(Material for this exercise)
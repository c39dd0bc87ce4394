use crate::services::get_metrics;
use crate::startup::AppState;
use axum::{extract::State, http::StatusCode, response::IntoResponse, Json};
use serde_json::json;

/// Liveness probe; checks store connectivity.
pub async fn health_check(State(state): State<AppState>) -> impl IntoResponse {
    match state.store.health_check().await {
        Ok(_) => (
            StatusCode::OK,
            Json(json!({
                "status": "ok",
                "service": "functions-service",
                "version": env!("CARGO_PKG_VERSION")
            })),
        ),
        Err(e) => (
            StatusCode::SERVICE_UNAVAILABLE,
            Json(json!({
                "status": "unhealthy",
                "service": "functions-service",
                "error": e.to_string()
            })),
        ),
    }
}

/// Readiness probe; checks the store and the email provider configuration.
pub async fn readiness_check(State(state): State<AppState>) -> impl IntoResponse {
    if state.store.health_check().await.is_err() {
        return StatusCode::SERVICE_UNAVAILABLE;
    }
    match state.email_provider.health_check().await {
        Ok(_) => StatusCode::OK,
        Err(_) => StatusCode::SERVICE_UNAVAILABLE,
    }
}

pub async fn metrics_endpoint() -> impl IntoResponse {
    (
        StatusCode::OK,
        [("content-type", "text/plain; charset=utf-8")],
        get_metrics(),
    )
}
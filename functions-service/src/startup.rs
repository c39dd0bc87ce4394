//! Application startup and lifecycle management.

use crate::config::FunctionsConfig;
use crate::handlers;
use crate::services::{
    init_metrics, EmailProvider, FirebaseStore, MemoryStore, MockEmailProvider,
    NotificationService, ResendProvider, UserStore, VerificationService,
};
use axum::{
    routing::{get, post},
    Router,
};
use service_core::error::AppError;
use std::net::SocketAddr;
use std::sync::Arc;
use tokio::net::TcpListener;
use tokio::signal;
use tower_http::trace::TraceLayer;

/// Shared application state.
#[derive(Clone)]
pub struct AppState {
    pub config: FunctionsConfig,
    pub store: Arc<dyn UserStore>,
    pub email_provider: Arc<dyn EmailProvider>,
    pub verification: VerificationService,
    pub notifications: NotificationService,
}

/// Application container for managing server lifecycle.
pub struct Application {
    port: u16,
    listener: TcpListener,
    state: AppState,
    mock_email: Option<Arc<MockEmailProvider>>,
}

impl Application {
    /// Build the application: resolve the store and email provider once from
    /// configuration and bind the listener (port 0 = random port for tests).
    pub async fn build(config: FunctionsConfig) -> Result<Self, AppError> {
        init_metrics();

        let store: Arc<dyn UserStore> = if config.firebase.enabled {
            let store = FirebaseStore::new(config.firebase.clone())
                .map_err(|e| AppError::ConfigError(anyhow::Error::new(e)))?;
            tracing::info!(url = %config.firebase.database_url, "Realtime Database store initialized");
            Arc::new(store)
        } else {
            tracing::info!("Firebase disabled, using in-memory store");
            Arc::new(MemoryStore::new())
        };

        let mut mock_email = None;
        let email_provider: Arc<dyn EmailProvider> = if config.resend.enabled {
            let provider = ResendProvider::new(config.resend.clone())
                .map_err(|e| AppError::ConfigError(anyhow::Error::new(e)))?;
            tracing::info!("Resend email provider initialized");
            Arc::new(provider)
        } else {
            tracing::info!("Resend provider disabled, using mock email provider");
            let mock = Arc::new(MockEmailProvider::new(true));
            mock_email = Some(mock.clone());
            mock
        };

        let verification = VerificationService::new(
            store.clone(),
            email_provider.clone(),
            config.verification.clone(),
            config.resend.from_onboarding.clone(),
        );
        let notifications = NotificationService::new(
            store.clone(),
            email_provider.clone(),
            config.branding.clone(),
            config.resend.from_alerts.clone(),
        );

        let state = AppState {
            config: config.clone(),
            store,
            email_provider,
            verification,
            notifications,
        };

        let addr = SocketAddr::from(([0, 0, 0, 0], config.common.port));
        let listener = TcpListener::bind(addr).await.map_err(|e| {
            tracing::error!("Failed to bind listener to {}: {}", addr, e);
            AppError::from(e)
        })?;
        let port = listener.local_addr()?.port();

        tracing::info!("Functions service listening on port {}", port);

        Ok(Self {
            port,
            listener,
            state,
            mock_email,
        })
    }

    pub fn port(&self) -> u16 {
        self.port
    }

    /// The user store, for seeding data in tests.
    pub fn store(&self) -> Arc<dyn UserStore> {
        self.state.store.clone()
    }

    /// The mock mailbox, present when the Resend provider is disabled.
    pub fn mock_email(&self) -> Option<Arc<MockEmailProvider>> {
        self.mock_email.clone()
    }

    /// Run the application until stopped.
    pub async fn run_until_stopped(self) -> std::io::Result<()> {
        let router = router(self.state);
        axum::serve(self.listener, router)
            .with_graceful_shutdown(shutdown_signal())
            .await
    }
}

fn router(state: AppState) -> Router {
    Router::new()
        .route("/triggers/user_created", post(handlers::user_created))
        .route(
            "/triggers/notification_created",
            post(handlers::notification_created),
        )
        .route(
            "/handle_verification_click",
            get(handlers::handle_verification_click).post(handlers::handle_verification_click),
        )
        .route("/send_informative", post(handlers::send_informative))
        .route("/health", get(handlers::health_check))
        .route("/ready", get(handlers::readiness_check))
        .route("/metrics", get(handlers::metrics_endpoint))
        .layer(TraceLayer::new_for_http())
        .with_state(state)
}

async fn shutdown_signal() {
    let ctrl_c = async {
        signal::ctrl_c()
            .await
            .expect("Failed to install Ctrl+C handler");
    };

    #[cfg(unix)]
    let terminate = async {
        signal::unix::signal(signal::unix::SignalKind::terminate())
            .expect("Failed to install SIGTERM handler")
            .recv()
            .await;
    };

    #[cfg(not(unix))]
    let terminate = std::future::pending::<()>();

    tokio::select! {
        _ = ctrl_c => {},
        _ = terminate => {},
    }

    tracing::info!("Shutdown signal received");
}
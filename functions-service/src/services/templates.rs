//! Inline-styled HTML email templates and the formatting helpers they use.

use chrono::DateTime;

/// Placeholder shown for values the notification never supplied.
const PLACEHOLDER: &str = "\u{2014}";

/// Format a naira amount with thousands grouping and two decimals.
pub fn format_amount(value: Option<f64>) -> String {
    let Some(value) = value else {
        return PLACEHOLDER.to_string();
    };

    let negative = value < 0.0;
    let cents = (value.abs() * 100.0).round() as u64;
    let whole = (cents / 100).to_string();
    let frac = cents % 100;

    let mut grouped = String::with_capacity(whole.len() + whole.len() / 3);
    for (i, c) in whole.chars().enumerate() {
        if i > 0 && (whole.len() - i) % 3 == 0 {
            grouped.push(',');
        }
        grouped.push(c);
    }

    format!(
        "{}\u{20a6}{}.{:02}",
        if negative { "-" } else { "" },
        grouped,
        frac
    )
}

/// Human-readable timestamp, e.g. `01 Mar, 2025 | 10:30:00 AM`.
/// Falls back to the raw input when it is not RFC 3339.
pub fn format_timestamp(raw: &str) -> String {
    match DateTime::parse_from_rfc3339(raw) {
        Ok(dt) => dt.format("%d %b, %Y | %I:%M:%S %p").to_string(),
        Err(_) => raw.to_string(),
    }
}

/// Render an optional field, substituting the placeholder when absent.
pub fn display_or_placeholder(value: Option<&str>) -> String {
    match value {
        Some(v) if !v.trim().is_empty() => v.to_string(),
        _ => PLACEHOLDER.to_string(),
    }
}

fn brand_block(logo_url: &str, bank_name: &str) -> String {
    format!(
        r#"<img src="{logo_url}" alt="{bank_name} logo" width="28" height="28" style="display:block;border:0;border-radius:6px;" />"#
    )
}

/// Verification email: HTML plus a plain-text alternative.
pub fn verification_email(verification_url: &str, ttl_hours: i64) -> (String, String) {
    let html = format!(
        r#"<h1>Welcome to Finsync!</h1>
<p>Click the link below to verify your email. It expires in {ttl_hours} hour(s).</p>
<a href="{verification_url}"><strong>Verify My Email</strong></a>"#
    );
    let text = format!(
        "Welcome to Finsync!\n\nVisit the link below to verify your email. It expires in {ttl_hours} hour(s).\n\n{verification_url}\n"
    );
    (html, text)
}

/// Everything the debit-alert template embeds, already formatted.
#[derive(Debug, Clone)]
pub struct DebitAlertFields {
    pub first_name: String,
    pub amount: String,
    pub balance: String,
    pub account_number: String,
    pub date_time: String,
    pub narration: String,
    pub reference: String,
    pub bank_name: String,
    pub logo_url: String,
}

pub fn render_debit_alert(fields: &DebitAlertFields) -> String {
    let brand = brand_block(&fields.logo_url, &fields.bank_name);
    let DebitAlertFields {
        first_name,
        amount,
        balance,
        account_number,
        date_time,
        narration,
        reference,
        bank_name,
        ..
    } = fields;

    let detail_rows = [
        ("Account Balance", balance.as_str()),
        ("Account Number", account_number.as_str()),
        ("Date & Time", date_time.as_str()),
        ("Narration", narration.as_str()),
        ("Reference", reference.as_str()),
    ]
    .into_iter()
    .enumerate()
    .map(|(i, (label, value))| {
        let border = if i < 4 {
            "border-bottom:1px solid #e5e7eb;"
        } else {
            ""
        };
        format!(
            r#"<tr><td style="padding:14px 16px;{border}">
<div style="font-size:11px;color:#8a94a6;text-transform:uppercase;letter-spacing:0.06em;">{label}</div>
<div style="font-size:14px;font-weight:600;color:#111111;word-break:break-word;">{value}</div>
</td></tr>"#
        )
    })
    .collect::<String>();

    format!(
        r#"<div style="margin:0;padding:24px;background:#f5f5f5;font-family:Segoe UI, Roboto, Helvetica, Arial, sans-serif;color:#111111;">
<table role="presentation" width="100%" cellspacing="0" cellpadding="0" border="0" style="max-width:620px;margin:0 auto;background:#ffffff;border-radius:12px;box-shadow:0 1px 3px rgba(0,0,0,0.06);overflow:hidden;">
<tr><td style="padding:24px 28px;background:linear-gradient(135deg,#111111,#333333);color:#ffffff;">
<table role="presentation" width="100%" cellspacing="0" cellpadding="0" border="0"><tr>
<td style="font-size:18px;font-weight:600;">
<table role="presentation" cellspacing="0" cellpadding="0" border="0"><tr>
<td style="vertical-align:middle;">{brand}</td>
<td style="vertical-align:middle;padding-left:10px;text-transform:lowercase;">{bank_name}</td>
</tr></table>
</td>
<td style="text-align:right;font-size:18px;font-weight:700;">Debit Alert!</td>
</tr></table>
</td></tr>
<tr><td style="padding:28px;">
<p style="margin:0 0 12px 0;font-size:14px;color:#4a5568;">Hi {first_name},</p>
<p style="margin:0 0 18px 0;font-size:14px;color:#4a5568;">We wish to inform you that a transaction occurred on your account with us.</p>
<div style="margin:18px 0 22px 0;text-align:center;">
<div style="font-size:12px;color:#666666;text-transform:uppercase;letter-spacing:0.06em;margin-bottom:6px;">Debit Amount</div>
<div style="font-size:28px;font-weight:800;color:#111111;">{amount}</div>
</div>
<table role="presentation" width="100%" cellspacing="0" cellpadding="0" border="0" style="border:1px solid #e5e7eb;border-radius:10px;">
{detail_rows}
</table>
<p style="margin:18px 0 0 0;font-size:12px;color:#6b7280;">If you experience any problems kindly contact us at <a href="mailto:support@finsyncdigitalservice.com" style="color:#111111;text-decoration:none;">support@finsyncdigitalservice.com</a>.</p>
</td></tr>
<tr><td style="padding:18px 28px;background:#f8fafc;color:#64748b;font-size:11px;text-align:center;">
<div style="margin-bottom:6px;">Follow us on</div>
<div>
<a href="https://twitter.com" style="color:#111111;text-decoration:none;margin:0 6px;">Twitter</a>
<a href="https://facebook.com" style="color:#111111;text-decoration:none;margin:0 6px;">Facebook</a>
<a href="https://instagram.com" style="color:#111111;text-decoration:none;margin:0 6px;">Instagram</a>
</div>
</td></tr>
</table>
</div>"#
    )
}

/// Generic informative email in the same design language.
pub fn render_informative(
    subject: &str,
    body_html: &str,
    recipient_name: &str,
    logo_url: &str,
) -> String {
    let brand = brand_block(logo_url, "Finsync");
    format!(
        r#"<div style="margin:0;padding:24px;background:#f5f5f5;font-family:Segoe UI, Roboto, Helvetica, Arial, sans-serif;color:#111111;">
<table role="presentation" width="100%" cellspacing="0" cellpadding="0" border="0" style="max-width:620px;margin:0 auto;background:#ffffff;border-radius:12px;box-shadow:0 1px 3px rgba(0,0,0,0.06);overflow:hidden;">
<tr><td style="padding:16px 20px;background:linear-gradient(135deg,#111111,#333333);color:#ffffff;">
<table role="presentation" width="100%" cellspacing="0" cellpadding="0" border="0">
<tr><td style="vertical-align:middle;font-weight:400;font-size:16px;">{brand}<span style="margin-left:10px;">Finsync</span></td></tr>
<tr><td style="padding-top:6px;font-weight:700;font-size:18px;">{subject}</td></tr>
</table>
</td></tr>
<tr><td style="padding:24px;">
<p style="margin:0 0 12px 0;font-size:14px;color:#4a5568;">Hi {recipient_name},</p>
<div style="margin:0 0 18px 0;font-size:14px;color:#4a5568;">{body_html}</div>
<p style="margin:18px 0 0 0;font-size:12px;color:#6b7280;">If you have any questions contact <a href="mailto:support@finsyncdigitalservice.com" style="color:#111111;text-decoration:none;">support@finsyncdigitalservice.com</a>.</p>
</td></tr>
<tr><td style="padding:12px 20px;background:#f8fafc;color:#64748b;font-size:11px;text-align:center;">
<div>&copy; Finsync Digital Service</div>
</td></tr>
</table>
</div>"#
    )
}
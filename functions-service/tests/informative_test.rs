mod common;

use common::TestApp;
use reqwest::Client;
use serde_json::json;

#[tokio::test]
async fn informative_email_goes_to_a_single_recipient() {
    let app = TestApp::spawn().await;
    let client = Client::new();

    let response = client
        .post(format!("{}/send_informative", app.address))
        .json(&json!({
            "subject": "Scheduled maintenance",
            "body": "We will be offline on Sunday.",
            "to": "a@example.com",
            "name": "Ada"
        }))
        .send()
        .await
        .expect("Failed to execute request");

    assert_eq!(response.status(), 202);
    let body: serde_json::Value = response.json().await.expect("Failed to parse response");
    assert_eq!(body["ok"], true);
    assert_eq!(body["to"], json!(["a@example.com"]));

    let sent = app.mailbox.sent_messages();
    assert_eq!(sent.len(), 1);
    assert_eq!(sent[0].subject, "Scheduled maintenance");
    let html = sent[0].body_html.as_deref().expect("html body missing");
    assert!(html.contains("We will be offline on Sunday."));
    assert!(html.contains("Hi Ada,"));
}

#[tokio::test]
async fn recipient_list_goes_out_in_one_send() {
    let app = TestApp::spawn().await;
    let client = Client::new();

    let response = client
        .post(format!("{}/send_informative", app.address))
        .json(&json!({
            "subject": "Hello",
            "body": "Notice",
            "to": ["a@example.com", "b@example.com"]
        }))
        .send()
        .await
        .expect("Failed to execute request");

    assert_eq!(response.status(), 202);
    let body: serde_json::Value = response.json().await.expect("Failed to parse response");
    assert_eq!(body["to"], json!(["a@example.com", "b@example.com"]));
    assert!(body["provider_id"].is_string());

    // One provider call covers every recipient; a failure delivers to no one.
    assert_eq!(app.mailbox.send_count(), 1);
    let sent = app.mailbox.sent_messages();
    assert_eq!(sent[0].to, vec!["a@example.com", "b@example.com"]);
}

#[tokio::test]
async fn sent_emails_show_up_in_the_metrics_endpoint() {
    let app = TestApp::spawn().await;
    let client = Client::new();

    let response = client
        .post(format!("{}/send_informative", app.address))
        .json(&json!({
            "subject": "Hello",
            "body": "Notice",
            "to": "a@example.com"
        }))
        .send()
        .await
        .expect("Failed to execute request");
    assert_eq!(response.status(), 202);

    let metrics = client
        .get(format!("{}/metrics", app.address))
        .send()
        .await
        .expect("Failed to execute request")
        .text()
        .await
        .expect("Failed to read metrics body");

    assert!(
        metrics.contains("functions_email_total"),
        "email counter missing from metrics output: {}",
        metrics
    );
}

#[tokio::test]
async fn empty_subject_is_rejected() {
    let app = TestApp::spawn().await;
    let client = Client::new();

    let response = client
        .post(format!("{}/send_informative", app.address))
        .json(&json!({
            "subject": "",
            "body": "Notice",
            "to": "a@example.com"
        }))
        .send()
        .await
        .expect("Failed to execute request");

    assert_eq!(response.status(), 422);
    assert_eq!(app.mailbox.send_count(), 0);
}

#[tokio::test]
async fn get_is_not_allowed() {
    let app = TestApp::spawn().await;
    let client = Client::new();

    let response = client
        .get(format!("{}/send_informative", app.address))
        .send()
        .await
        .expect("Failed to execute request");

    assert_eq!(response.status(), 405);
}
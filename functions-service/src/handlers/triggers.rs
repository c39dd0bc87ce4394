//! Webhook endpoints the platform invokes on Realtime Database creations.
//!
//! Payloads mirror the trigger event shape: the path parameters plus the
//! value written at the node.

use crate::models::{Notification, User};
use crate::services::{NotificationOutcome, VerificationOutcome};
use crate::startup::AppState;
use axum::{extract::State, http::StatusCode, Json};
use serde::{Deserialize, Serialize};
use service_core::error::AppError;
use validator::Validate;

#[derive(Debug, Deserialize, Validate)]
#[serde(rename_all = "camelCase")]
pub struct UserCreatedEvent {
    #[validate(length(min = 1, message = "userId cannot be empty"))]
    pub user_id: String,
    pub user: User,
}

#[derive(Debug, Deserialize, Validate)]
#[serde(rename_all = "camelCase")]
pub struct NotificationCreatedEvent {
    #[validate(length(min = 1, message = "userId cannot be empty"))]
    pub user_id: String,
    #[validate(length(min = 1, message = "notificationId cannot be empty"))]
    pub notification_id: String,
    pub notification: Notification,
}

#[derive(Debug, Serialize)]
pub struct TriggerResponse {
    pub status: String,
    #[serde(skip_serializing_if = "Option::is_none")]
    pub reason: Option<String>,
}

/// `/users/{userId}` creation: start the verification flow.
#[tracing::instrument(skip(state, event), fields(user_id = %event.user_id))]
pub async fn user_created(
    State(state): State<AppState>,
    Json(event): Json<UserCreatedEvent>,
) -> Result<(StatusCode, Json<TriggerResponse>), AppError> {
    event.validate()?;

    let outcome = state
        .verification
        .handle_user_created(&event.user_id, &event.user)
        .await?;

    let (status, response) = match outcome {
        VerificationOutcome::EmailSent => (
            StatusCode::ACCEPTED,
            TriggerResponse {
                status: "sent".to_string(),
                reason: None,
            },
        ),
        VerificationOutcome::SkippedAlreadyVerified => (
            StatusCode::OK,
            TriggerResponse {
                status: "skipped".to_string(),
                reason: Some("already verified".to_string()),
            },
        ),
        VerificationOutcome::SkippedNoEmail => (
            StatusCode::OK,
            TriggerResponse {
                status: "skipped".to_string(),
                reason: Some("no email address".to_string()),
            },
        ),
    };

    Ok((status, Json(response)))
}

/// `/notifications/users/{userId}/{notificationId}` creation: format and
/// send the notification email.
#[tracing::instrument(
    skip(state, event),
    fields(user_id = %event.user_id, notification_id = %event.notification_id)
)]
pub async fn notification_created(
    State(state): State<AppState>,
    Json(event): Json<NotificationCreatedEvent>,
) -> Result<(StatusCode, Json<TriggerResponse>), AppError> {
    event.validate()?;

    let outcome = state
        .notifications
        .handle_notification_created(&event.user_id, &event.notification_id, &event.notification)
        .await?;

    let response = TriggerResponse {
        status: "sent".to_string(),
        reason: match outcome {
            NotificationOutcome::DebitAlertSent => None,
            NotificationOutcome::GenericSent => Some("unknown type, generic template".to_string()),
        },
    };

    Ok((StatusCode::ACCEPTED, Json(response)))
}
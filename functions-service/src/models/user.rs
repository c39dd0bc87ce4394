use chrono::{DateTime, Duration, Utc};
use serde::{Deserialize, Serialize};

/// A user record as stored at `/users/{userId}`.
///
/// The record is created by the external signup process; this service only
/// manages the `verified` flag and the `verification` sub-record. Field names
/// follow the stored JSON layout (camelCase).
#[derive(Debug, Clone, Serialize, Deserialize, Default)]
#[serde(rename_all = "camelCase")]
pub struct User {
    #[serde(skip_serializing_if = "Option::is_none")]
    pub email: Option<String>,
    #[serde(skip_serializing_if = "Option::is_none")]
    pub name: Option<String>,
    #[serde(skip_serializing_if = "Option::is_none")]
    pub account_balance: Option<f64>,
    #[serde(skip_serializing_if = "Option::is_none")]
    pub account_number: Option<String>,
    #[serde(skip_serializing_if = "Option::is_none")]
    pub bank_name: Option<String>,
    #[serde(skip_serializing_if = "Option::is_none")]
    pub logo_url: Option<String>,
    #[serde(default)]
    pub verified: bool,
    #[serde(skip_serializing_if = "Option::is_none")]
    pub verification: Option<Verification>,
}

impl User {
    /// First name used in email greetings.
    pub fn display_name(&self) -> &str {
        self.name.as_deref().unwrap_or("Customer")
    }
}

/// The `verification` sub-record: one pending email-verification token.
///
/// Written once when the user is created, cleared exactly once when the
/// token is consumed, or left to expire.
#[derive(Debug, Clone, Serialize, Deserialize)]
#[serde(rename_all = "camelCase")]
pub struct Verification {
    pub token: String,
    pub expires_at: DateTime<Utc>,
}

impl Verification {
    pub fn new(token: String, ttl_hours: i64) -> Self {
        Self {
            token,
            expires_at: Utc::now() + Duration::hours(ttl_hours),
        }
    }

    pub fn is_expired(&self) -> bool {
        Utc::now() > self.expires_at
    }
}

#[cfg(test)]
mod tests {
    use super::*;

    #[test]
    fn verification_expiry_is_in_the_future() {
        let v = Verification::new("abc".to_string(), 1);
        assert!(!v.is_expired());
        assert!(v.expires_at > Utc::now());
    }

    #[test]
    fn verification_with_past_expiry_is_expired() {
        let v = Verification {
            token: "abc".to_string(),
            expires_at: Utc::now() - Duration::minutes(1),
        };
        assert!(v.is_expired());
    }

    #[test]
    fn user_deserializes_from_stored_layout() {
        let user: User = serde_json::from_value(serde_json::json!({
            "email": "a@example.com",
            "accountBalance": 25000.0,
            "accountNumber": "0123456789",
            "bankName": "Finsync",
        }))
        .expect("Failed to deserialize user");

        assert_eq!(user.email.as_deref(), Some("a@example.com"));
        assert_eq!(user.account_number.as_deref(), Some("0123456789"));
        assert!(!user.verified);
        assert!(user.verification.is_none());
        assert_eq!(user.display_name(), "Customer");
    }
}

(Prompt) Go through the material above and output exactly the lines from the one containing "service listening on" through the one containing "application until stopped.".

(Solution)
        tracing::info!("Functions service listening on port {}", port);

        Ok(Self {
            port,
            listener,
            state,
            mock_email,
        })
    }

    pub fn port(&self) -> u16 {
        self.port
    }

    /// The user store, for seeding data in tests.
    pub fn store(&self) -> Arc<dyn UserStore> {
        self.state.store.clone()
    }

    /// The mock mailbox, present when the Resend provider is disabled.
    pub fn mock_email(&self) -> Option<Arc<MockEmailProvider>> {
        self.mock_email.clone()
    }

    /// Run the application until stopped.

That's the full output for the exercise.